In your reply, reproduce the lines from the first one below to the line containing "pub(crate) fn as_str(self)", inclusive, exactly as they stand.

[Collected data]
___

use super::Store;
use crate::error::CoreError;
use chrono::Utc;

#[derive(Clone, Copy, Debug, PartialEq, Eq)]
pub(crate) enum DownloadStatus {
    Pending,
    InProgress,
    Paused,
    Completed,
    Failed,
    Ignored,
}

impl DownloadStatus {
    pub(crate) fn as_str(self) -> &'static str {
        match self {
            DownloadStatus::Pending => "pending",
            DownloadStatus::InProgress => "in-progress",
            DownloadStatus::Paused => "paused",
            DownloadStatus::Completed => "completed",
            DownloadStatus::Failed => "failed",
            DownloadStatus::Ignored => "ignored",
        }
    }

    pub(crate) fn is_terminal(self) -> bool {
        matches!(
            self,
            DownloadStatus::Completed | DownloadStatus::Failed | DownloadStatus::Ignored
        )
    }

    fn parse(s: &str) -> Option<Self> {
        Some(match s {
            "pending" => DownloadStatus::Pending,
            "in-progress" => DownloadStatus::InProgress,
            "paused" => DownloadStatus::Paused,
            "completed" => DownloadStatus::Completed,
            "failed" => DownloadStatus::Failed,
            "ignored" => DownloadStatus::Ignored,
            _ => return None,
        })
    }
}

#[derive(Clone, Debug)]
pub(crate) struct DownloadStatusRow {
    pub(crate) video_id: i64,
    pub(crate) status: DownloadStatus,
    pub(crate) percent: f64,
    pub(crate) error: Option<String>,
}

impl Store {
    /// Upserts one `downloads` row (`INSERT ... ON CONFLICT(video_id) DO
    /// UPDATE`, spec §4.2).
    pub(crate) async fn upsert_download_status(
        &self,
        video_id: i64,
        status: DownloadStatus,
        percent: f64,
        error: Option<&str>,
    ) -> Result<(), CoreError> {
        let now = Utc::now().to_rfc3339();
        sqlx::query(
            "INSERT INTO downloads (video_id, status, percent, error, updated_at)
             VALUES (?, ?, ?, ?, ?)
             ON CONFLICT(video_id) DO UPDATE SET
                status = excluded.status,
                percent = excluded.percent,
                error = excluded.error,
                updated_at = excluded.updated_at;",
        )
        .bind(video_id)
        .bind(status.as_str())
        .bind(percent)
        .bind(error)
        .bind(&now)
        .execute(self.pool())
        .await?;
        Ok(())
    }

    /// Batch-write entry point for [`crate::tracker::DownloadTracker`]'s
    /// periodic flush (spec §4.7).
    pub(crate) async fn update_download_statuses(
        &self,
        updates: &[(i64, DownloadStatus, f64, Option<String>)],
    ) -> Result<(), CoreError> {
        let mut tx = self.pool().begin().await?;
        let now = Utc::now().to_rfc3339();
        for (video_id, status, percent, error) in updates {
            sqlx::query(
                "INSERT INTO downloads (video_id, status, percent, error, updated_at)
                 VALUES (?, ?, ?, ?, ?)
                 ON CONFLICT(video_id) DO UPDATE SET
                    status = excluded.status,
                    percent = excluded.percent,
                    error = excluded.error,
                    updated_at = excluded.updated_at;",
            )
            .bind(video_id)
            .bind(status.as_str())
            .bind(percent)
            .bind(error)
            .bind(&now)
            .execute(&mut *tx)
            .await?;
        }
        tx.commit().await?;
        Ok(())
    }

    pub(crate) async fn get_download_status(
        &self,
        video_id: i64,
    ) -> Result<Option<DownloadStatusRow>, CoreError> {
        let row: Option<(i64, String, f64, Option<String>)> = sqlx::query_as(
            "SELECT video_id, status, percent, error FROM downloads WHERE video_id = ?",
        )
        .bind(video_id)
        .fetch_optional(self.pool())
        .await?;
        Ok(row.map(|(video_id, status, percent, error)| DownloadStatusRow {
            video_id,
            status: DownloadStatus::parse(&status).unwrap_or(DownloadStatus::Pending),
            percent,
            error,
        }))
    }
}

___

EXPECTED OUTPUT »
use super::Store;
use crate::error::CoreError;
use chrono::Utc;

#[derive(Clone, Copy, Debug, PartialEq, Eq)]
pub(crate) enum DownloadStatus {
    Pending,
    InProgress,
    Paused,
    Completed,
    Failed,
    Ignored,
}

impl DownloadStatus {
    pub(crate) fn as_str(self) -> &'static str {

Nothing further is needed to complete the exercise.